Shah Rukh Khan calls for 'calm' after protests over his latest film
Bollywood superstar Shah Rukh Khan was at the World Economic Forum in Davos, Switzerland on Monday to receive the 24th Crystal Award - which celebrates the achievements of leading artists who are bridge-builders and role models.
During his visit, he also took time to talk about his latest film "Padmaavat," which has sparked protests and violence in India for its depiction of a 14th Century Hindu queen belonging to the high Rajput caste and the Muslim ruler Alauddin Khilji.
"Everybody just needs to calm it down a bit," said the veteran star, who explained that it's not uncommon for films in his home country to cause "dissent."
"India is extremely diverse. Whenever you take a film about history or real life character or a biopic you'll always have some people bringing it up. And I think this one went a longish way."
Khan says he's confident the filmmakers will be able to appease those offended by the film.
"The discussion has gone on I think has been cleared now and hopefully it'll release well. If there is any dissent, I also believe that you know, cinema if it is to dissentful and troubling to any community or any sect, I think we can change it a bit. I've done it two or three times in my films without harming the film too much. I've been able to do it and I think this one will also pass through like that."
Khan says, when it comes to his own take on religion, he likes to keep an open mind.
"Because where I come from and where I'm going and where I've been in the last 50 years of my life that really hasn't been an issue as far as my work is concerned. Of course, they will be few people who will say X,Y,Z, but that has never been the mainstay of who I am, including the way we are in the house. You know, I have a Hindu wife, our kids know both the religions, whenever they wish to and however they wish to: it's never been imposed on them. And I think my outlook if it is outspokenness, it's actually at a very personal level as an artist."
He also addressed sexual harassment in the Bollywood film industry and the limited #MeToo campaign in India, and expressed hope that it would keep the freedom to work and experience, even at the risk of failure
"We know it does exist, can exist and we need to make sure that it doesn't go any further than it has already. So I think I'm on the side of the women who were not have directly named yet, and shamed yet, that bit of being a conservative on that is alright. But I think there's nobody in the Indian film industry and I can vouch for that who don't realise the impact of what the ladies have done in Hollywood. Perhaps we don't need it to be done in Bollywood but we know what we need to do to make sure it doesn't go out of hand."

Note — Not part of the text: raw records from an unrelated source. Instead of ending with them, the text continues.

//! Layer 3: Algorithms
//!
//! # Purpose
//!
//! This layer implements the statistics themselves:
//! - Descriptive aggregators (mean, variance, moments, correlation)
//! - Order statistics (median, quantiles, MAD, five-number summaries)
//! - Histograms and kernel density estimates in 1D and 2D
//! - Linear, weighted, robust and polynomial regression
//! - Grouping of category/value pairs
//!
//! Every routine skips values that are not finite.
//!
//! # Architecture
//!
//! ```text
//! Layer 6: API
//!   ↓
//! Layer 5: Engine
//!   ↓
//! Layer 4: Evaluation
//!   ↓
//! Layer 3: Algorithms ← You are here
//!   ↓
//! Layer 2: Math
//!   ↓
//! Layer 1: Primitives
//! ```

/// Single-pass aggregators.
pub mod descriptive;

/// Median, quantiles, MAD and five-number summaries.
pub mod order;

/// 1D and 2D histograms.
pub mod histogram;

/// Kernel density estimation.
pub mod kde;

/// Straight-line and model regression.
pub mod regression;

/// Polynomial least-squares fits.
pub mod polynomial;

/// Category grouping.
pub mod grouping;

As for his future career, Khan says he hopes he can continue to do work that interests him, whether it's commercially successful or not.
"I want to do films as an actor which is different so I have done some, some of them tanked, like fan, which is my favourite film. I really love that film and nobody wanted to watch it. But this has happened to me before. Like I said, years ago when I did a film on journalism nobody wanted to watch it. My favourite film. I want to be heading there. I want to be heading where being a star, not being a star, I'm still doing something which I love and even if it goes wrong. I want to have, how do you, say? the luxury of going wrong. I hope this luxury continues for life and it's not 'Hey, you're making too many duds, out!' I hope I'm allowed that luxury."